In the listing beneath this line, copy exactly the lines starting with the one containing "if let Some(parent)" and going on through the one containing "let mut last = None;".
• • • • •
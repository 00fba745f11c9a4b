//! Append-only resumption log, one per task kind.
//!
//! Each completed chunk appends `next_offset,end,skip_rows,recorded_at`. The
//! last readable row is the offset a new run starts from. `skip_rows` records
//! how the item list was drawn, since an offset only means something against
//! the same list.

use std::fs::OpenOptions;
use std::path::{Path, PathBuf};

use chrono::{DateTime, Utc};
use csv::{ReaderBuilder, WriterBuilder};
use serde::{Deserialize, Serialize};
use tracing::warn;

use crate::error::PipelineError;
use crate::planner::Chunk;

#[derive(Debug, Clone, PartialEq, Serialize, Deserialize)]
pub struct CheckpointRecord {
    /// First offset not yet processed.
    pub next_offset: usize,
    /// Last offset of the chunk that completed.
    pub end: usize,
    /// Screen rows skipped when the item list was sourced.
    pub skip_rows: usize,
    pub recorded_at: DateTime<Utc>,
}

#[derive(Debug, Clone)]
pub struct CheckpointLog {
    path: PathBuf,
}

impl CheckpointLog {
    pub fn new(path: impl Into<PathBuf>) -> Self {
        Self { path: path.into() }
    }

    pub fn path(&self) -> &Path {
        &self.path
    }

    /// Record that every item up to and including the chunk's end is
    /// processed.
    pub fn record<T>(
        &self,
        chunk: &Chunk<'_, T>,
        skip_rows: usize,
    ) -> Result<CheckpointRecord, PipelineError> {
        let record = CheckpointRecord {
            next_offset: chunk.next_offset(),
            end: chunk.end,
            skip_rows,
            recorded_at: Utc::now(),
        };
        if let Some(parent) = self.path.parent() {
            std::fs::create_dir_all(parent)?;
        }
        let file = OpenOptions::new()
            .create(true)
            .append(true)
            .open(&self.path)?;
        let mut writer = WriterBuilder::new().has_headers(false).from_writer(file);
        writer.serialize(&record)?;
        writer.flush()?;
        Ok(record)
    }

    /// Last record in the log, or `None` when the log is missing or holds no
    /// readable rows.
    pub fn last(&self) -> Result<Option<CheckpointRecord>, PipelineError> {
        if !self.path.exists() {
            return Ok(None);
        }
        let mut reader = ReaderBuilder::new()
            .has_headers(false)
            .flexible(true)
            .from_path(&self.path)?;
        let mut last = None;
        for (n, row) in reader.deserialize::<CheckpointRecord>().enumerate() {
            match row {
                Ok(record) => last = Some(record),
                Err(e) => warn!(
                    path = %self.path.display(),
                    row = n + 1,
                    error = %e,
                    "skipping unreadable checkpoint row"
                ),
            }
        }
        Ok(last)
    }

    /// Where a resumed run starts: the last `next_offset`, or 0.
    pub fn resume_offset(&self) -> Result<usize, PipelineError> {
        Ok(self.last()?.map_or(0, |r| r.next_offset))
    }

    /// Resume offset for an item list sourced with `skip_rows`. A different
    /// value than the one recorded means a different list; the offset is
    /// still returned, with a warning.
    pub fn resume_for(&self, skip_rows: usize) -> Result<usize, PipelineError> {
        let Some(last) = self.last()? else {
            return Ok(0);
        };
        if last.skip_rows != skip_rows {
            warn!(
                path = %self.path.display(),
                recorded = last.skip_rows,
                requested = skip_rows,
                next_offset = last.next_offset,
                "resuming with a different --skip-rows than the checkpoint was written with"
            );
        }
        Ok(last.next_offset)
    }
}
• • • • •
**Finished task:**
        if let Some(parent) = self.path.parent() {
            std::fs::create_dir_all(parent)?;
        }
        let file = OpenOptions::new()
            .create(true)
            .append(true)
            .open(&self.path)?;
        let mut writer = WriterBuilder::new().has_headers(false).from_writer(file);
        writer.serialize(&record)?;
        writer.flush()?;
        Ok(record)
    }

    /// Last record in the log, or `None` when the log is missing or holds no
    /// readable rows.
    pub fn last(&self) -> Result<Option<CheckpointRecord>, PipelineError> {
        if !self.path.exists() {
            return Ok(None);
        }
        let mut reader = ReaderBuilder::new()
            .has_headers(false)
            .flexible(true)
            .from_path(&self.path)?;
        let mut last = None;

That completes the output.